Vivimos tiempos interesantes. Durante muchos años, al menos desde 1991, a partir del orden mundial posterior al socialismo, el mundo se sumió en un espejismo de estabilidad. La versión más arrogante del capitalismo neoclásico impuso su visión de la economía y de la política. Eso implicaba que los países pobres tenían que provocar confianza en sus mercados (con fórmulas dizque infalibles de sumisión y desregulación); y los países ricos tenían que esconder a sus pobres, o de manejarlos como una sub especie de holgazanes. Hasta la fecha muchos votantes decentísimos creen que los pobres son pobres porque quieren, no porque haya vicios sistémicos en el modelo de producción capitalista. Siempre hubo escépticos y críticos, naturalmente, pero eran vistos, en el mejor de los casos, como pesimistas marginales; en el peor, como orates amargados. Una mezcla de problemas no resueltos y altas expectativas incumplidas, han puesto en duda, por primera vez en décadas, los cimientos del libre mercado como condicionante del desarrollo social y la democracia.

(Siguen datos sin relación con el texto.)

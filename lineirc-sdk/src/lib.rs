//! lineirc-sdk: client side of a line-oriented, IRC-style chat protocol.
//!
//! - [`irc`] parses and formats single protocol lines.
//! - [`transport`] frames lines over an async byte stream.
//! - [`connection`] owns the socket, the read task and the write path.
//! - [`handler`] defines handlers and the built-in keep-alive responder.
//!
//! ```no_run
//! # async fn demo() -> anyhow::Result<()> {
//! use lineirc_sdk::connection::{ConnectConfig, Connection};
//!
//! let (conn, mut events) = Connection::dial(ConnectConfig {
//!     server_addr: "irc.example.net:6667".to_string(),
//!     ..Default::default()
//! })
//! .await?;
//! conn.send("NICK demo").await?;
//! conn.send("USER demo * * :Demo").await?;
//!
//! let serving = conn.clone();
//! tokio::spawn(async move { serving.serve().await });
//! while let Some(event) = events.recv().await {
//!     println!("{event:?}");
//! }
//! # Ok(())
//! # }
//! ```

pub mod connection;
pub mod error;
pub mod event;
pub mod handler;
pub mod irc;
pub mod transport;

pub use connection::{ConnectConfig, Connection, State};
pub use error::{Error, ParseError};
pub use event::Event;
pub use handler::{Handler, HandlerFuture, Outbound};
pub use irc::Message;
//! lineirc-client: a bare terminal client.
//!
//! Prints everything the server sends and forwards typed lines verbatim.
//! `help` lists a few commands, `quit` leaves.

use std::time::Duration;

use anyhow::Result;
use clap::Parser;
use lineirc_bots::session;
use lineirc_sdk::{ConnectConfig, Connection, Event};
use tokio::io::{AsyncBufReadExt, BufReader};

const HELP: &str = "
quit                                - close the client
help                                - this text

JOIN <channel>{,<channel>}          - join channels
PART <channel>{,<channel>}          - leave channels
PRIVMSG <target> :<message>         - send a message

Protocol reference: https://tools.ietf.org/html/rfc1459
";

#[derive(Parser)]
#[command(name = "lineirc-client", about = "Terminal client for line-protocol chat servers")]
struct Args {
    /// Server address (host:port)
    #[arg(long, env = "LINEIRC_SERVER", default_value = "127.0.0.1:6667")]
    server: String,

    /// Nickname
    #[arg(long, env = "LINEIRC_NICK", default_value = "lineirc-client")]
    nick: String,

    /// Real name sent with USER
    #[arg(long, default_value = "lineirc client")]
    name: String,

    /// Log every line sent and received
    #[arg(long)]
    verbose: bool,
}

#[tokio::main]
async fn main() -> Result<()> {
    tracing_subscriber::fmt()
        .with_env_filter(
            tracing_subscriber::EnvFilter::try_from_default_env()
                .unwrap_or_else(|_| "lineirc_client=warn,lineirc_sdk=warn".into()),
        )
        .with_writer(std::io::stderr)
        .init();

    let args = Args::parse();

    let (conn, mut events) = Connection::dial(ConnectConfig {
        server_addr: args.server.clone(),
        verbose: args.verbose,
        ..Default::default()
    })
    .await?;
    session::register(&conn, &args.nick, &args.name).await?;

    let serving = conn.clone();
    tokio::spawn(async move {
        if let Err(e) = serving.serve().await {
            tracing::warn!("Connection lost: {e}");
        }
    });

    println!("\n** Connected to {}. Type `help` for commands **\n", args.server);

    let printer = tokio::spawn(async move {
        while let Some(event) = events.recv().await {
            match event {
                Event::Message(msg) if msg.command() == "PRIVMSG" => {
                    let from = msg.nick().unwrap_or(msg.prefix());
                    let target = msg.params().first().map(String::as_str).unwrap_or("");
                    println!("{from} -> {target}: {}", msg.trailing());
                }
                Event::Message(msg) => println!("> {msg}"),
                Event::Disconnected { reason } => println!("** Disconnected: {reason}"),
                _ => {}
            }
        }
    });

    let mut lines = BufReader::new(tokio::io::stdin()).lines();
    loop {
        tokio::select! {
            line = lines.next_line() => {
                let Some(line) = line? else { break };
                match line.trim() {
                    "" => {}
                    "help" => println!("{HELP}"),
                    "quit" => break,
                    text => {
                        if let Err(e) = conn.send(text).await {
                            println!("** {e}");
                        }
                    }
                }
            }
            _ = conn.closed() => break,
        }
    }

    if conn.send("QUIT").await.is_ok() {
        let _ = tokio::time::timeout(Duration::from_secs(2), conn.closed()).await;
    }
    conn.terminate().await;
    let _ = printer.await;
    Ok(())
}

En los años 90s, hubiera sido por lo menos extraño que un libro como El Capital en el siglo XXI, de Thomas Piketty, fuese un éxito en ventas. Un libro voluminoso, de más de 600 páginas, con ecuaciones matemáticas, a estado en la lista de los más vendidos en todo el mundo, y en todos los idiomas, durante más de 5 años. Por buenas razones; siempre es más doloroso para los neoliberales que las críticas sean desde la propia ciencia económica y no desde la ideología política. No es tan fácil desestimarlas, y menos si sus análisis estadísticos abarcan varios países (supuestamente ricos, supuestamente igualitarios) y un periodo histórico considerable, de más de un siglo.

Lo que el autor demuestra, en pocas palabras, es que la creciente desigualdad social no es un vicio del capitalismo, ni un error accidental en los programas de modernización nacionales concretos, sino una consecuencia lógica y natural del capitalismo neoliberal. Básicamente, el rendimiento del capital siempre es mucho mayor, a largo plazo, que el rendimiento del trabajo. Eso quiere decir que el dueño del capital (dinero para invertir o prestar, medios de producción en general) siempre terminará teniendo mucho más dinero que el trabajador, que sólo tiene para vender, precisamente, su fuerza personal de trabajo.

Hablo de capitalismo neoliberal con plena conciencia de las palabras utilizadas. La hegemonía que se está combatiendo con las nuevas ideas económicas y los nuevos discursos políticos, es una articulación de 3 ideas en versiones muy específicas y altamente cuestionables: el capitalismo desregulado, el liberalismo convenenciero y la democracia despojada de cualquier requisito sustantivo. Quizás sea por eso que las alarmas de los ortodoxos comienzan a sonar con advertencias rarísimas, como la de una ola socialista que se expande como la plaga por América y Europa, o la inminencia de grandes crisis económicas globales cada que a un gobierno se le ocurre revisar si sus tratados comerciales benefician, de hecho, a sus ciudadanos.

Lo cierto es que nadie con mínima seriedad puede pugnar por un regreso al socialismo de la guerra fría, o a los capitalismos de estado de las dictaduras latinoamericanas. Fracasaron. Como ha fracasado el modelo neoliberal de individualismo a ultranza, Estado maniatado y empresarios que sustituyen la ética por la fe ciega en el mercado. Por eso tan pobre sería añorar un pasado autoritario como conformarnos con un presente inadmisible para la población en situación de pobreza. Hay que acostumbrarnos a hablar, otra vez, de los grandes temas, aunque debamos traer de regreso palabras aterradoras, como justicia social, democracia sustantiva y Estado fuerte. No queda de otra.